Bonn. Die Kfz-Gruppenfreistellungsverordnung (Kfz-GVO) läuft 2023 aus und steht vor der Verlängerung. Die Konsultation der Europäischen Kommission zu den Leitlinien beginnt im Juni. Die Bundesfachgruppe Freie Werkstätten im ZDK hat dazu einen detaillierten Forderungskatalog formuliert und auf ihrer Sitzung am 5. Mai in Bonn vorgestellt.
Ein wichtiges Thema: Den Werkstätten soll ermöglicht werden, digitalisierte After-Sales-Dienste anzubieten, die aus zivilrechtlichen Gründen nicht dem Verkäufer vorbehalten sind. Laut ZDK-Vizepräsident Wilhelm Hülsdonk hat das insbesondere auch für markengebundene Werkstätten und für den Automobilhandel existenzielle Bedeutung, da der Zugang zu vernetzten Fahrzeugen zunehmend erschwert wird und digitale Geschäftsmodelle bereits heute nur durch die Fahrzeughersteller möglich sind. „Ohne eine sektorfreundliche Regulierung drohen nicht nur aus Sicht des Kraftfahrzeuggewerbes irreparable Wettbewerbsnachteile für die Branche und die Kunden“, so Hülsdonk.

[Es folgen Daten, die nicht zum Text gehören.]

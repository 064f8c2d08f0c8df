//! A stateful combobox controller.
//!
//! [`Combobox`] owns a configuration and the current model, runs
//! [`update`] for each event, and reports effects and changes through
//! signals. Hosts that prefer to own the model themselves can call
//! [`update`] directly instead.
//!
//! # Example
//!
//! ```
//! use lattice_combobox::{Combobox, Config, ItemId, Msg};
//! use std::sync::Arc;
//! use std::sync::atomic::{AtomicBool, Ordering};
//!
//! let config = Config::<&'static str>::new(|s| ItemId::from(*s), |s| s.to_string());
//! let combobox = Combobox::with_items(config, vec!["Apple", "Banana"]);
//!
//! let opened = Arc::new(AtomicBool::new(false));
//! let flag = opened.clone();
//! combobox.opened_changed.connect(move |is_open| flag.store(*is_open, Ordering::SeqCst));
//!
//! combobox.dispatch(Msg::FocusedInput);
//! assert!(opened.load(Ordering::SeqCst));
//! assert!(combobox.handle_key("ArrowDown"));
//! assert_eq!(combobox.highlighted_item(), Some("Apple"));
//! ```

use parking_lot::RwLock;

use lattice_combobox_core::logging::span_names;
use lattice_combobox_core::selectors::{self, ItemStatus};
use lattice_combobox_core::{
    Config, Effect, EffectSignals, InputMode, ItemId, Model, Msg, Phase, SelectMode, Signal,
    run_effects, update,
};

use crate::accessibility::{self, AriaAttributes};
use crate::keyboard::key_to_msg;

/// A combobox controller holding its own model.
pub struct Combobox<T> {
    config: Config<T>,
    model: RwLock<Model<T>>,

    /// Signals for effect requests, emitted in order after each event.
    pub effect_signals: EffectSignals<T>,
    /// Emitted with the new selection when it changes.
    pub selection_changed: Signal<Vec<T>>,
    /// Emitted with the new input text when it changes.
    pub input_value_changed: Signal<String>,
    /// Emitted when the dropdown opens or closes.
    pub opened_changed: Signal<bool>,
}

impl<T: Clone> Combobox<T> {
    /// Create a controller from a configuration and an initial model.
    pub fn new(config: Config<T>, model: Model<T>) -> Self {
        Self {
            config,
            model: RwLock::new(model),
            effect_signals: EffectSignals::new(),
            selection_changed: Signal::new(),
            input_value_changed: Signal::new(),
            opened_changed: Signal::new(),
        }
    }

    /// Create a single-select, search-mode controller over the given items.
    pub fn with_items(config: Config<T>, all_items: Vec<T>) -> Self {
        Self::new(config, Model::new(all_items))
    }

    /// Get the configuration.
    pub fn config(&self) -> &Config<T> {
        &self.config
    }

    /// Get a snapshot of the current model.
    pub fn model(&self) -> Model<T> {
        self.model.read().clone()
    }

    // =========================================================================
    // Events
    // =========================================================================

    /// Process one event.
    ///
    /// Effect signals fire first, in emission order, followed by the change
    /// signals. No lock is held while signals run, so slots may read from or
    /// dispatch to this combobox.
    pub fn dispatch(&self, msg: Msg<T>) -> Vec<Effect<T>> {
        let span = tracing::trace_span!(span_names::DISPATCH, msg = %msg.msg_type());
        let _guard = span.enter();

        let (effects, selection, input_value, opened) = {
            let mut model = self.model.write();
            let before = ChangeSnapshot::capture(&self.config, &model);
            let (next, effects) = update(&self.config, &model, msg).into_parts();
            let after = ChangeSnapshot::capture(&self.config, &next);

            let selection = (before.selected_ids != after.selected_ids).then(|| next.selected_items().to_vec());
            let input_value = (before.input_value != after.input_value).then_some(after.input_value);
            let opened = (before.opened != after.opened).then_some(after.opened);

            *model = next;
            (effects, selection, input_value, opened)
        };

        run_effects(&effects, &mut &self.effect_signals);

        if let Some(selected) = selection {
            tracing::debug!(count = selected.len(), "selection changed");
            self.selection_changed.emit(selected);
        }
        if let Some(text) = input_value {
            self.input_value_changed.emit(text);
        }
        if let Some(opened) = opened {
            self.opened_changed.emit(opened);
        }

        effects
    }

    /// Process a raw key name from the input.
    ///
    /// Returns whether the host should suppress its default handling of the
    /// key. Blank key names are ignored.
    pub fn handle_key(&self, raw: &str) -> bool {
        match key_to_msg(raw) {
            Ok(mapped) => {
                self.dispatch(mapped.msg);
                mapped.should_prevent_default
            }
            Err(err) => {
                tracing::trace!(%err, "ignoring key");
                false
            }
        }
    }

    /// Replace the candidate items.
    pub fn set_all_items(&self, all_items: Vec<T>) {
        self.dispatch(Msg::SetAllItems(all_items));
    }

    /// Replace the selection.
    pub fn set_selected_items(&self, selected_items: Vec<T>) {
        self.dispatch(Msg::SetSelectedItems(selected_items));
    }

    /// Replace the search text (search mode only).
    pub fn set_input_value(&self, text: impl Into<String>) {
        self.dispatch(Msg::SetInputValue(text.into()));
    }

    /// Change the select and/or input mode.
    pub fn set_mode(&self, select_mode: Option<SelectMode>, input_mode: Option<InputMode>) {
        self.dispatch(Msg::SetMode {
            select_mode,
            input_mode,
        });
    }

    // =========================================================================
    // Projections
    // =========================================================================

    /// Get the current phase.
    pub fn phase(&self) -> Phase {
        self.model.read().phase()
    }

    /// Check whether the dropdown is open.
    pub fn is_opened(&self) -> bool {
        selectors::is_opened(&self.model.read())
    }

    /// Get the items eligible for display.
    pub fn visible_items(&self) -> Vec<T> {
        selectors::to_visible_items(&self.config, &self.model.read())
    }

    /// Get the selected items, oldest first.
    pub fn selected_items(&self) -> Vec<T> {
        self.model.read().selected_items().to_vec()
    }

    /// Get the text the input should show.
    pub fn input_value(&self) -> String {
        selectors::to_current_input_value(&self.config, &self.model.read())
    }

    /// Get the highlighted item.
    pub fn highlighted_item(&self) -> Option<T> {
        selectors::to_highlighted_item(&self.config, &self.model.read())
    }

    /// Get the display status of an item.
    pub fn item_status(&self, item: &T) -> ItemStatus {
        selectors::to_item_status(&self.config, &self.model.read(), item)
    }

    /// Get the focused selected-item chip.
    pub fn focused_selected_item(&self) -> Option<T> {
        selectors::to_focused_selected_item(&self.model.read()).cloned()
    }

    // =========================================================================
    // Accessibility
    // =========================================================================

    /// ARIA attributes for the label.
    pub fn aria_label(&self) -> AriaAttributes {
        accessibility::aria_label(&self.config)
    }

    /// ARIA attributes for the input.
    pub fn aria_input(&self) -> AriaAttributes {
        accessibility::aria_input(&self.config, &self.model.read())
    }

    /// ARIA attributes for the listbox.
    pub fn aria_listbox(&self) -> AriaAttributes {
        accessibility::aria_listbox(&self.config, &self.model.read())
    }

    /// ARIA attributes for one item.
    pub fn aria_item(&self, item: &T) -> AriaAttributes {
        accessibility::aria_item(&self.config, &self.model.read(), item)
    }

    /// ARIA attributes for one selected-item chip.
    pub fn aria_selected_item(&self, item: &T) -> AriaAttributes {
        accessibility::aria_selected_item(&self.config, &self.model.read(), item)
    }

    /// ARIA attributes for the helper text.
    pub fn aria_helper_text(&self) -> AriaAttributes {
        accessibility::aria_helper_text(&self.config)
    }
}

impl<T> std::fmt::Debug for Combobox<T> {
    fn fmt(&self, f: &mut std::fmt::Formatter<'_>) -> std::fmt::Result {
        f.debug_struct("Combobox")
            .field("config", &self.config)
            .field("phase", &self.model.read().phase())
            .finish_non_exhaustive()
    }
}

/// The projections whose changes are reported by signals.
struct ChangeSnapshot {
    selected_ids: Vec<ItemId>,
    input_value: String,
    opened: bool,
}

impl ChangeSnapshot {
    fn capture<T>(config: &Config<T>, model: &Model<T>) -> Self {
        Self {
            selected_ids: model.selected_items().iter().map(|item| config.item_id(item)).collect(),
            input_value: selectors::to_current_input_value(config, model),
            opened: model.phase().is_opened(),
        }
    }
}

static_assertions::assert_impl_all!(Combobox<String>: Send, Sync);

#[cfg(test)]
mod tests {
    use super::*;
    use parking_lot::Mutex;
    use std::sync::Arc;

    fn setup() -> Combobox<&'static str> {
        let config = Config::<&'static str>::new(|s| ItemId::from(*s), |s| s.to_string());
        Combobox::with_items(config, vec!["Apple", "Banana", "Cherry"])
    }

    #[test]
    fn test_dispatch_updates_model() {
        let combobox = setup();
        assert_eq!(combobox.phase(), Phase::Blurred);

        combobox.dispatch(Msg::FocusedInput);
        assert!(combobox.is_opened());

        combobox.dispatch(Msg::PressedItem("Banana"));
        assert_eq!(combobox.selected_items(), vec!["Banana"]);
        assert_eq!(combobox.input_value(), "Banana");
        assert_eq!(combobox.item_status(&"Banana"), ItemStatus::Selected);
    }

    #[test]
    fn test_change_signals() {
        let combobox = setup();
        let log = Arc::new(Mutex::new(Vec::new()));

        let l = log.clone();
        combobox.opened_changed.connect(move |opened| l.lock().push(format!("opened {opened}")));
        let l = log.clone();
        combobox
            .selection_changed
            .connect(move |items| l.lock().push(format!("selection {items:?}")));
        let l = log.clone();
        combobox
            .input_value_changed
            .connect(move |text| l.lock().push(format!("input {text}")));

        combobox.dispatch(Msg::FocusedInput);
        combobox.dispatch(Msg::PressedItem("Cherry"));

        assert_eq!(
            *log.lock(),
            vec![
                "opened true",
                "selection [\"Cherry\"]",
                "input Cherry",
                "opened false",
            ]
        );
    }

    #[test]
    fn test_effect_signals_fire_in_order() {
        let combobox = setup();
        let scrolled = Arc::new(Mutex::new(Vec::new()));

        let s = scrolled.clone();
        combobox
            .effect_signals
            .scroll_item_into_view
            .connect(move |item| s.lock().push(*item));

        combobox.dispatch(Msg::FocusedInput);
        combobox.handle_key("ArrowUp");
        combobox.handle_key("ArrowUp");

        // Opening seeds the highlight at the top; the second press wraps.
        assert_eq!(*scrolled.lock(), vec!["Apple", "Cherry"]);
    }

    #[test]
    fn test_handle_key() {
        let combobox = setup();
        combobox.dispatch(Msg::FocusedInput);

        assert!(combobox.handle_key("ArrowDown"));
        assert_eq!(combobox.highlighted_item(), Some("Apple"));
        assert!(combobox.handle_key("Enter"));
        assert_eq!(combobox.selected_items(), vec!["Apple"]);
        assert!(!combobox.handle_key("Escape"));
        assert!(!combobox.handle_key("  "));
    }

    #[test]
    fn test_slot_can_read_combobox() {
        let combobox = Arc::new(setup());
        let seen = Arc::new(Mutex::new(None));

        let weak = Arc::downgrade(&combobox);
        let s = seen.clone();
        combobox.opened_changed.connect(move |_| {
            if let Some(combobox) = weak.upgrade() {
                *s.lock() = Some(combobox.phase());
            }
        });

        combobox.dispatch(Msg::FocusedInput);
        assert_eq!(*seen.lock(), Some(Phase::FocusedOpened));
    }

    #[test]
    fn test_setters() {
        let combobox = setup();
        combobox.set_mode(Some(SelectMode::multi()), None);
        combobox.set_selected_items(vec!["Apple", "Cherry"]);
        assert_eq!(combobox.selected_items(), vec!["Apple", "Cherry"]);

        combobox.set_all_items(vec!["Cherry"]);
        assert_eq!(combobox.selected_items(), vec!["Cherry"]);

        combobox.set_input_value("ch");
        assert_eq!(combobox.model().search_value(), Some("ch"));
        assert_eq!(combobox.visible_items(), vec!["Cherry"]);
    }

    #[test]
    fn test_aria_accessors() {
        let combobox = setup();
        assert_eq!(combobox.aria_input().get("id"), Some("combobox-input"));
        assert_eq!(combobox.aria_listbox().get("role"), Some("listbox"));
        assert_eq!(combobox.aria_item(&"Apple").get("id"), Some("combobox-item-Apple"));
        assert_eq!(combobox.aria_label().get("id"), Some("combobox-label"));
        assert_eq!(combobox.aria_helper_text().get("id"), Some("combobox-helper-text"));
        assert_eq!(
            combobox.aria_selected_item(&"Apple").get("tabindex"),
            Some("-1")
        );
    }
}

Zurzeit nehmen die Automobilhersteller etwa bei "Over-The-Air-Updates" oder "On Demand Car Functions“ eine Monopolstellung ein. Dies betrifft eine Vielzahl von Services im Werkstattgeschäft, wie zum Beispiel Navigationsfunktionen, digitaler Radioempfang, Smartphone Interfaces, Schiebedachfunktion/Standheizungsfunktion, Anpassung der Motorleistung/Reichweite, Licht-Funktionspakete, Einparkassistenten oder Spurhalte- bzw. Spurwechselassistenten. Diese Services sollten so gestaltet werden, dass zur Aufrechterhaltung des Wettbewerbs alle Werkstätten diese Dienste mit verhältnismäßigem Aufwand Verbrauchern anbieten können. Hierzu zählen insbesondere sogenannte Abo-Modelle, bei denen Kunden für zusätzliche Fahrzeugfunktionen Abonnements mit dem Automobilhersteller abschließen müssen.
Ein weiteres wichtiges Thema betrifft die „Bereitstellung der für Instandsetzungs- und Wartungsdienstleistungen erforderlichen Ersatzteile“. Um Wettbewerbseinschränkungen zu vermeiden, muss die Herstellung und Bereitstellung von cybersicherheitsrelevanten Identteilen sowie von generischen Ersatzteilen durch Drittanbieter (insbesondere unabhängige Teilehersteller) ermöglicht werden. „Die Herstellung solcher Teile darf kein Monopol der OEM werden“, betont Hülsdonk. Insofern müssen alle erforderlichen Daten für die Herstellung den Drittanbietern unmittelbar zur Verfügung gestellt werden. Auf absehbare Zeit werden cybersicherheitsrelevante Ersatzteile eine wesentliche Rolle spielen und einen bedeutenden Teil der Instandsetzungskosten darstellen. Daher ist dieser Aspekt essentiell für die Vermeidung von Wettbewerbsbeschränkungen.
Des Weiteren soll in den Leitlinien klargestellt werden, dass in Verbindung mit der Forderung nach fairem Zugriff auf Reparatur- und Wartungsinformationen (RMI) der administrative Aufwand für die Identifizierung von Ersatz- und Verschleißteilen sowohl für freie Werkstätten als auch für markengebundene Werkstätten beim Service von Fremdmarken begrenzt wird. Denn erhöhte administrative Aufwände sind wettbewerbsbeschränkend. Nach Ansicht der Bundesfachgruppe wirken sich auch fahrzeugherstellerseitige Anreizsysteme zur Bestellung von OEM-Teilen wettbewerbseinschränkend aus. Daher wird von der EU-Kommission eine entsprechende Klarstellung gefordert.
Weitere Themen für die Konsultation betreffen den „Zugang zu vernetzten Fahrzeugen sowie Datenumfang, -qualität und Funktionalität neuer Kommunikationstechnologien“ , „Wettbewerbsverhindernde Marktverschließungen, Instandsetzungs- und Wartungsdienstleistungen im Rahmen von Gewährleistungen sowie Werkstattsteuerung bei autonomen Fahrzeugen“, „Diskriminierungsfreie Aufnahme in das Vertragswerkstattnetz der OEM ermöglichen“ sowie „Verhinderung von zentralen Preisvorgaben für Originalteile“.